When I graduated from high school, my goal was to attend Salem College and graduate with a piano performance degree. After one year, I left Salem, worked for several years, and set a new goal of attending Penn State University. My career goal had changed: I wanted to become a music teacher at the high school level. I did graduate from Penn State with my music ed degree, but I never achieved my goal of becoming a music teacher in a high school.


Goals are important things. I remember a youth pastor repeating this phrase over and over again: If you shoot at nothing, you’ll hit it every time.


It’s important we know what direction we’re heading. Former President Ronald Reagan said, “My philosophy of life is that if we make up our mind what we are going to make of our lives, then work hard toward that goal, we never lose - somehow we win out.”


I like the fact that he put the word ‘somehow,’ in there. He leaves room for all the variables that come to us in our lives. And there are many. Just when you think you’ve got a certain pathway figured out, something happens that “puts a wrench” in the works and causes you to have to come up with a different plan.
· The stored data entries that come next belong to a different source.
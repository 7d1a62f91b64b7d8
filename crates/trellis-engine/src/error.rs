use thiserror::Error;
use trellis_definition::ActionType;
use trellis_workflow::ValidationError;

#[derive(Debug, Error)]
pub enum EngineError {
  /// Inactive definitions never produce runs.
  #[error("definition '{definition_id}' is not active")]
  Inactive { definition_id: String },

  #[error("definition failed validation: {0:?}")]
  Validation(Vec<ValidationError>),

  #[error("no handler registered for action type {0}")]
  UnregisteredHandler(ActionType),

  #[error("run '{run_id}' has no usable suspension cursor")]
  InvalidCursor { run_id: String },

  #[error("run cursor references unknown node '{node_id}'")]
  CursorNode { node_id: String },

  #[error(transparent)]
  Store(#[from] trellis_store::Error),

  #[error(transparent)]
  Template(#[from] trellis_template::TemplateError),
}
use serde::{Deserialize, Serialize};

use crate::enums::EventType;

/// A domain event consumed from the surrounding record system.
#[derive(Debug, Clone, PartialEq, Serialize, Deserialize)]
#[serde(rename_all = "camelCase")]
pub struct DomainEvent {
  pub event_type: EventType,
  pub object_type: String,
  pub record_id: String,
  #[serde(default, skip_serializing_if = "Option::is_none")]
  pub before: Option<serde_json::Value>,
  #[serde(default, skip_serializing_if = "Option::is_none")]
  pub after: Option<serde_json::Value>,
  #[serde(default, skip_serializing_if = "Option::is_none")]
  pub changed_fields: Option<Vec<String>>,
}

impl DomainEvent {
  /// The record snapshot templates see as `record.*`: the post-change state
  /// when present, otherwise the pre-change state (deletions).
  pub fn record(&self) -> serde_json::Value {
    self
      .after
      .clone()
      .or_else(|| self.before.clone())
      .unwrap_or(serde_json::Value::Object(serde_json::Map::new()))
  }
}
That’s life. The longer we live, the more we realize that the only thing we can be sure of is that things are going to keep changing. And so we need to be ready for the changes when they come; we need to be ready to handle them with strength, faith, and yes, even with a sense of anticipation in what God is doing for us.


Last Sunday in my Sunday school class, Neil Anderson the teacher of the video series we’ve been studying, brought up a point of instruction that I thought was so important for all of us that I felt compelled to share it here (and especially with our graduates) in worship today. This teaching helps us know how to be ready for the changes that come in our lives in a wonderfully simple way. Here’s what Dr. Anderson teaches:


Let’s say you have a goal to receive additional training after you graduate. You need a particular type of training in order to do a particular job – whether that training is through college or graduate school, through the military, through vocational classes, or on-the-job training. This is your goal. But what if you don’t have the grades to do it, you don’t have the money to do it, you don’t have the time or geographical location to do it, you aren’t given the opportunity to do it because you weren’t accepted to the program, etc., etc., etc. Do you follow me here? What’s going to happen to you?
Dr. Anderson says you’re probably going to get mad, frustrated, and/or depressed.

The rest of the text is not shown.